The hash join has two inputs: the build input and probe input. The query optimizer assigns these roles so that the smaller of the two inputs is the build input.

Hash joins are used for many types of set-matching operations: inner join; left, right, and full outer join; left and right semi-join; intersection; union; and difference. Moreover, a variant of the hash join can do duplicate removal and grouping, such as SUM(salary) GROUP BY department. These modifications use only one input for both the build and probe roles.

哈西联接具有最大适应能力,当两个表大小一致时,可以达到合并联接的效率。

基于SmartERP表结构和数据(EIIS_Product: 5万条记录,EIIS_Category: 10,EIISPara_ProductUnit: 4,EIIS_WarehouseProductList: 7),进行了一些有益测试:

1. 一般思路,执行时间 586 毫秒:SELECT * FROM EIIS_WarehouseProductList AS WP INNER JOIN EIIS_Product AS P ON WP.ProductID=P.ProductID AND WP.WarehouseID=1 INNER JOIN EIIS_Category AS C ON P.CategoryID=C.CategoryID LEFT OUTER JOIN EIISPara_ProductUnit AS PU ON P.Unit=PU.Unit WHERE P.Control>=0 AND C.Control=0 AND (C.Kind BETWEEN 2 AND 5 OR C.Kind BETWEEN 10 AND 29);

2. 因为 EIIS_WarehouseProductList 现在的数据非常少,修改与产品表的联接类型,对应执行时间为:LOOP = 0, MERGE = 33, HASH = 46。但在实际项目过程中,库存产品的数目会增长,如果10%的产品有库存数据,显示20条查询结果时间为:LOOP = 90, MERGE = 56, HASH = 106,一般思路时间接近0。如果100%的产品都有库存记录,显示20条查询结果时间为: LOOP = 3610, MERGE = 516, HASH = 620,一般思路时间20。
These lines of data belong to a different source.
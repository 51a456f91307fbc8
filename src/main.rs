//! Hookshot entry point
//!
//! Runs the simulation headless on the chosen backend over a demo map,
//! logging hero and hook state as it goes.
//!
//! Usage: `hookshot [--backend simulator|handheld] [--settings FILE]
//! [--frames N] [--seed N]`

#[cfg(not(target_arch = "wasm32"))]
fn main() {
    env_logger::init();
    log::info!("Hookshot (native) starting...");

    let options = match demo::Options::from_args(std::env::args().skip(1)) {
        Ok(options) => options,
        Err(e) => {
            log::error!("{}", e);
            std::process::exit(2);
        }
    };
    demo::run(&options);
}

#[cfg(target_arch = "wasm32")]
fn main() {
    // The device build links the library into its own runtime
}

#[cfg(not(target_arch = "wasm32"))]
mod demo {
    use glam::Vec2;

    use hookshot::consts::*;
    use hookshot::platform::{BackendKind, create_backend, parse_backend};
    use hookshot::sim::{
        Aabb, FixedStep, ObjectHandle, SimContext, Solid, TickInput, TileGrid, tick,
    };
    use hookshot::{PhysicsSettings, Profile};

    const DEMO_MAP: &[&str] = &[
        "##############################",
        "#............................#",
        "#............................#",
        "#.......#####.........F#7....#",
        "#............................#",
        "#............................#",
        "#.................../####....#",
        "#................../#####....#",
        "#......#........../######....#",
        "#......#\\......../#######....#",
        "##############################",
    ];

    const SPAWN: Vec2 = Vec2::new(40.0, 140.0);
    const PLATFORM: ObjectHandle = ObjectHandle(1);
    /// Horizontal range the demo platform patrols
    const PLATFORM_RANGE: (f32, f32) = (160.0, 280.0);

    pub struct Options {
        pub backend: BackendKind,
        pub settings_path: Option<String>,
        pub frames: u64,
        pub seed: u64,
    }

    impl Options {
        pub fn from_args(mut args: impl Iterator<Item = String>) -> Result<Self, String> {
            let mut options = Options {
                backend: BackendKind::Simulator,
                settings_path: None,
                frames: 600,
                seed: 0x5eed,
            };
            while let Some(arg) = args.next() {
                let mut value = || args.next().ok_or_else(|| format!("missing value for {}", arg));
                match arg.as_str() {
                    "--backend" => {
                        options.backend = parse_backend(&value()?).map_err(|e| e.to_string())?
                    }
                    "--settings" => options.settings_path = Some(value()?),
                    "--frames" => {
                        options.frames = value()?.parse().map_err(|e| format!("--frames: {}", e))?
                    }
                    "--seed" => {
                        options.seed = value()?.parse().map_err(|e| format!("--seed: {}", e))?
                    }
                    other => return Err(format!("unknown argument `{}`", other)),
                }
            }
            Ok(options)
        }
    }

    fn load_settings(options: &Options) -> PhysicsSettings {
        let profile = match options.backend {
            BackendKind::Handheld => Profile::Handheld,
            BackendKind::Simulator => Profile::Desktop,
        };
        match &options.settings_path {
            Some(path) => PhysicsSettings::load_or_default(path, profile),
            None => PhysicsSettings::from_profile(profile),
        }
    }

    /// Object-system stand-in: turn the platform around at the ends of its run
    fn patrol(ctx: &mut SimContext) {
        if let Some(platform) = ctx.solids.get_mut(PLATFORM) {
            let (lo, hi) = PLATFORM_RANGE;
            if (platform.rect.min.x <= lo && platform.velocity.x < 0.0)
                || (platform.rect.max.x >= hi && platform.velocity.x > 0.0)
            {
                platform.velocity.x = -platform.velocity.x;
            }
        }
    }

    pub fn run(options: &Options) {
        let settings = load_settings(options);
        let grid = TileGrid::from_ascii(DEMO_MAP, Vec2::ZERO);
        let mut ctx = SimContext::new(settings, grid, SPAWN);
        ctx.add_solid(
            PLATFORM,
            Solid::moving(Aabb::from_xywh(200.0, 104.0, 32.0, 8.0), Vec2::new(40.0, 0.0)),
        );

        let mut backend = create_backend(options.backend, options.seed);
        if let Err(e) = backend.audio_init() {
            log::warn!("Audio unavailable: {}", e);
        }

        let mut stepper = FixedStep::new();
        let mut landings = 0u32;
        let mut embedded_ticks = 0u32;

        for frame in 0..options.frames {
            let mut input = backend.input_poll();
            stepper.advance(SIM_DT, |dt| {
                let report = tick(&mut ctx, &input, dt);
                patrol(&mut ctx);
                landings += u32::from(report.step.landed);
                embedded_ticks += u32::from(report.step.embedded);
                // One-shot commands apply to the first tick only
                input = TickInput {
                    move_x: input.move_x,
                    ..Default::default()
                };
            });

            backend.draw_begin();
            backend.draw_end();
            backend.flip();
            if ctx.scratch.clear().is_err() {
                log::error!("Scratch scope leaked during frame {}", frame);
            }

            if frame % 60 == 0 {
                log::info!(
                    "frame {:>5}: hero ({:>6.1}, {:>6.1}) vel ({:>6.1}, {:>6.1}) {:?} hook {}",
                    frame,
                    ctx.hero.pos.x,
                    ctx.hero.pos.y,
                    ctx.hero.vel.x,
                    ctx.hero.vel.y,
                    ctx.hero.flags,
                    ctx.rope.state().as_str()
                );
            }
        }

        log::info!(
            "Done: {} frames, {} ticks, {} landings, {} embedded, scratch peak {}/{} bytes",
            backend.frames(),
            ctx.time_ticks,
            landings,
            embedded_ticks,
            ctx.scratch.peak_bytes(),
            ctx.scratch.capacity_bytes()
        );
    }
}
//! Data model for the inference engine: loaded models, request/response
//! shapes, and speculative-decoding status.

use std::sync::atomic::{AtomicU64, Ordering};

use chrono::{DateTime, Utc};
use serde::{Deserialize, Serialize};
use serde_json::Value;

use crate::{backends::BackendHandle, config::BackendKind};

/// Speculative-decoding configuration resolved at load time.
#[derive(Debug, Clone, Default, Serialize, Deserialize)]
pub struct SpeculativeStatus {
    pub requested: bool,
    pub active: bool,
    pub reason: Option<String>,
    pub draft_model: Option<String>,
    pub num_tokens: Option<u32>,
}

/// A model resident in memory. Owned exclusively by the lifecycle manager;
/// handed out as `Arc` so the executor can serve requests without holding the
/// loaded-map lock.
pub struct LoadedModel {
    pub model_id: String,
    pub backend: BackendHandle,
    pub backend_kind: BackendKind,
    pub loaded_at: DateTime<Utc>,
    /// Unix milliseconds; atomically bumped on every request.
    last_used_at_ms: AtomicU64,
    request_count: AtomicU64,
    pub estimated_memory_gb: f64,
    pub context_length: Option<u32>,
    pub use_batching: bool,
    pub performance_overrides: Value,
    /// `None` = use the server default TTL; `Some(0)` = pinned, never evicted.
    pub keep_alive_sec: Option<u64>,
    pub speculative: SpeculativeStatus,
}

impl LoadedModel {
    #[allow(clippy::too_many_arguments)]
    pub fn new(
        model_id: String,
        backend: BackendHandle,
        backend_kind: BackendKind,
        estimated_memory_gb: f64,
        context_length: Option<u32>,
        use_batching: bool,
        performance_overrides: Value,
        keep_alive_sec: Option<u64>,
        speculative: SpeculativeStatus,
    ) -> Self {
        let now = Utc::now();
        Self {
            model_id,
            backend,
            backend_kind,
            loaded_at: now,
            last_used_at_ms: AtomicU64::new(now.timestamp_millis() as u64),
            request_count: AtomicU64::new(0),
            estimated_memory_gb,
            context_length,
            use_batching,
            performance_overrides,
            keep_alive_sec,
            speculative,
        }
    }

    /// Record an access: bumps `last_used_at` and the request counter.
    pub fn touch(&self) {
        self.last_used_at_ms
            .store(Utc::now().timestamp_millis() as u64, Ordering::SeqCst);
        self.request_count.fetch_add(1, Ordering::SeqCst);
    }

    /// Refresh `last_used_at` without counting a request (load-hit path).
    pub fn refresh_last_used(&self) {
        self.last_used_at_ms
            .store(Utc::now().timestamp_millis() as u64, Ordering::SeqCst);
    }

    pub fn last_used_at_ms(&self) -> u64 {
        self.last_used_at_ms.load(Ordering::SeqCst)
    }

    pub fn request_count(&self) -> u64 {
        self.request_count.load(Ordering::SeqCst)
    }

    pub fn idle_seconds(&self) -> f64 {
        let now_ms = Utc::now().timestamp_millis() as u64;
        (now_ms.saturating_sub(self.last_used_at_ms())) as f64 / 1000.0
    }
}

/// Summary returned from load and surfaced through the admin API.
#[derive(Debug, Clone, Serialize, Deserialize)]
pub struct ModelInfo {
    pub model_id: String,
    pub loaded: bool,
    pub backend: String,
    pub memory_used_gb: f64,
    pub loaded_at: DateTime<Utc>,
    pub context_length: Option<u32>,
    pub request_count: u64,
    pub keep_alive_sec: Option<u64>,
    pub speculative: SpeculativeStatus,
}

impl ModelInfo {
    pub fn from_loaded(loaded: &LoadedModel) -> Self {
        Self {
            model_id: loaded.model_id.clone(),
            loaded: true,
            backend: loaded.backend_kind.as_str().to_string(),
            memory_used_gb: loaded.estimated_memory_gb,
            loaded_at: loaded.loaded_at,
            context_length: loaded.context_length,
            request_count: loaded.request_count(),
            keep_alive_sec: loaded.keep_alive_sec,
            speculative: loaded.speculative.clone(),
        }
    }
}

/// One inbound chat message. `content` may be a string, a list of multimodal
/// parts, or null; resolution to backend form happens in the executor.
#[derive(Debug, Clone, Serialize, Deserialize)]
pub struct ChatMessage {
    pub role: String,
    #[serde(default)]
    pub content: Option<Value>,
    #[serde(default, skip_serializing_if = "Option::is_none")]
    pub name: Option<String>,
    #[serde(default, skip_serializing_if = "Option::is_none")]
    pub tool_calls: Option<Vec<Value>>,
    #[serde(default, skip_serializing_if = "Option::is_none")]
    pub tool_call_id: Option<String>,
}

impl ChatMessage {
    pub fn user(content: impl Into<String>) -> Self {
        Self {
            role: "user".into(),
            content: Some(Value::String(content.into())),
            name: None,
            tool_calls: None,
            tool_call_id: None,
        }
    }

    pub fn system(content: impl Into<String>) -> Self {
        Self {
            role: "system".into(),
            content: Some(Value::String(content.into())),
            name: None,
            tool_calls: None,
            tool_call_id: None,
        }
    }
}

/// Parameters for one generate / stream_generate call, already normalized by
/// the HTTP layer (envelope differences, legacy field names).
#[derive(Debug, Clone)]
pub struct GenerateParams {
    pub model_id: String,
    pub messages: Vec<ChatMessage>,
    pub temperature: f64,
    pub max_tokens: Option<u32>,
    pub top_p: f64,
    pub stop: Option<Vec<String>>,
    pub tools: Option<Value>,
    pub response_format: Option<Value>,
    pub num_ctx: Option<u32>,
    pub client_id: Option<String>,
    pub priority: Option<String>,
}

impl GenerateParams {
    pub fn new(model_id: impl Into<String>, messages: Vec<ChatMessage>) -> Self {
        Self {
            model_id: model_id.into(),
            messages,
            temperature: 0.7,
            max_tokens: None,
            top_p: 1.0,
            stop: None,
            tools: None,
            response_format: None,
            num_ctx: None,
            client_id: None,
            priority: None,
        }
    }
}

/// Assistant message in a completion response.
#[derive(Debug, Clone, Serialize, Deserialize)]
pub struct ResponseMessage {
    pub role: String,
    pub content: Option<String>,
    #[serde(default, skip_serializing_if = "Option::is_none")]
    pub tool_calls: Option<Vec<ToolCallOut>>,
}

/// A structured tool call surfaced to the client.
#[derive(Debug, Clone, Serialize, Deserialize)]
pub struct ToolCallOut {
    pub id: String,
    #[serde(rename = "type")]
    pub call_type: String,
    pub function: ToolFunctionOut,
}

#[derive(Debug, Clone, Serialize, Deserialize)]
pub struct ToolFunctionOut {
    pub name: String,
    /// JSON-encoded arguments, OpenAI style.
    pub arguments: String,
}

#[derive(Debug, Clone, Serialize, Deserialize)]
pub struct Usage {
    pub prompt_tokens: u32,
    pub completion_tokens: u32,
    pub total_tokens: u32,
}

/// Result of one non-streaming generation.
#[derive(Debug, Clone, Serialize)]
pub struct CompletionResult {
    pub message: ResponseMessage,
    pub finish_reason: String,
    pub usage: Usage,
}

/// How speculative counters were obtained for a request.
#[derive(Debug, Clone, Copy, PartialEq, Eq, Serialize, Deserialize)]
#[serde(rename_all = "snake_case")]
pub enum TelemetryMode {
    NotRequested,
    Disabled,
    Unavailable,
    Native,
    InferredFromFlag,
}

/// Per-request speculative decoding telemetry (§ speculative status shape).
#[derive(Debug, Clone, Serialize)]
pub struct SpeculativeTelemetry {
    pub requested: bool,
    pub active: bool,
    pub reason: Option<String>,
    pub draft_model: Option<String>,
    pub num_tokens: Option<u32>,
    pub accepted_tokens: u64,
    pub rejected_tokens: u64,
    pub ignored_tokens: u64,
    pub acceptance_ratio: Option<f64>,
    pub telemetry: TelemetryMode,
}

/// Out-of-band request results threaded back to the HTTP layer alongside the
/// response body (queue wait, speculative counters).
#[derive(Debug, Clone, Default)]
pub struct RequestTelemetry {
    pub queue_wait_sec: Option<f64>,
    pub speculative: Option<SpeculativeTelemetry>,
}

#[cfg(test)]
mod tests {
    use super::*;

    #[test]
    fn chat_message_accepts_null_and_parts_content() {
        let null: ChatMessage = serde_json::from_str(r#"{"role":"user","content":null}"#).unwrap();
        assert!(null.content.is_none() || null.content == Some(Value::Null));

        let parts: ChatMessage = serde_json::from_str(
            r#"{"role":"user","content":[{"type":"text","text":"hi"}]}"#,
        )
        .unwrap();
        assert!(parts.content.unwrap().is_array());
    }

    #[test]
    fn chat_message_preserves_tool_fields() {
        let raw = r#"{
            "role": "assistant",
            "content": null,
            "tool_calls": [{"id": "c1", "function": {"name": "f", "arguments": "{}"}}]
        }"#;
        let msg: ChatMessage = serde_json::from_str(raw).unwrap();
        assert_eq!(msg.tool_calls.unwrap().len(), 1);
    }

    #[test]
    fn touch_advances_last_used_and_count() {
        let model = sample_model();
        let before = model.last_used_at_ms();
        std::thread::sleep(std::time::Duration::from_millis(5));
        model.touch();
        assert!(model.last_used_at_ms() >= before);
        assert_eq!(model.request_count(), 1);
    }

    #[test]
    fn last_used_never_precedes_loaded_at() {
        let model = sample_model();
        assert!(model.last_used_at_ms() >= model.loaded_at.timestamp_millis() as u64);
    }

    fn sample_model() -> LoadedModel {
        LoadedModel::new(
            "org/m".into(),
            sample_backend(),
            BackendKind::MlxLm,
            4.0,
            Some(8192),
            false,
            Value::Null,
            None,
            SpeculativeStatus::default(),
        )
    }

    fn sample_backend() -> BackendHandle {
        BackendHandle::MlxLm(crate::backends::MlxLmAdapter::connect(
            "org/m".into(),
            "http://127.0.0.1:9".into(),
            1000,
            None,
        ))
    }
}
3. 借鉴这些结论,改写如下:SELECT * FROM EIIS_WarehouseProductList AS WP INNER MERGE JOINEIIS_Product AS P ON WP.ProductID=P.ProductID AND WP.WarehouseID=1 INNER JOIN EIIS_Category AS C ON P.CategoryID=C.CategoryID LEFT OUTER LOOP JOINEIISPara_ProductUnit AS PU ON P.Unit=PU.Unit WHERE P.Control>=0 AND C.Control=0 AND (C.Kind BETWEEN 2 AND 5 OR C.Kind BETWEEN 10 AND 29);

经过深入测试,这些结论仍需要在实际项目中变化测试,以实际运行结果为准,以便找到最佳方案,切记切记!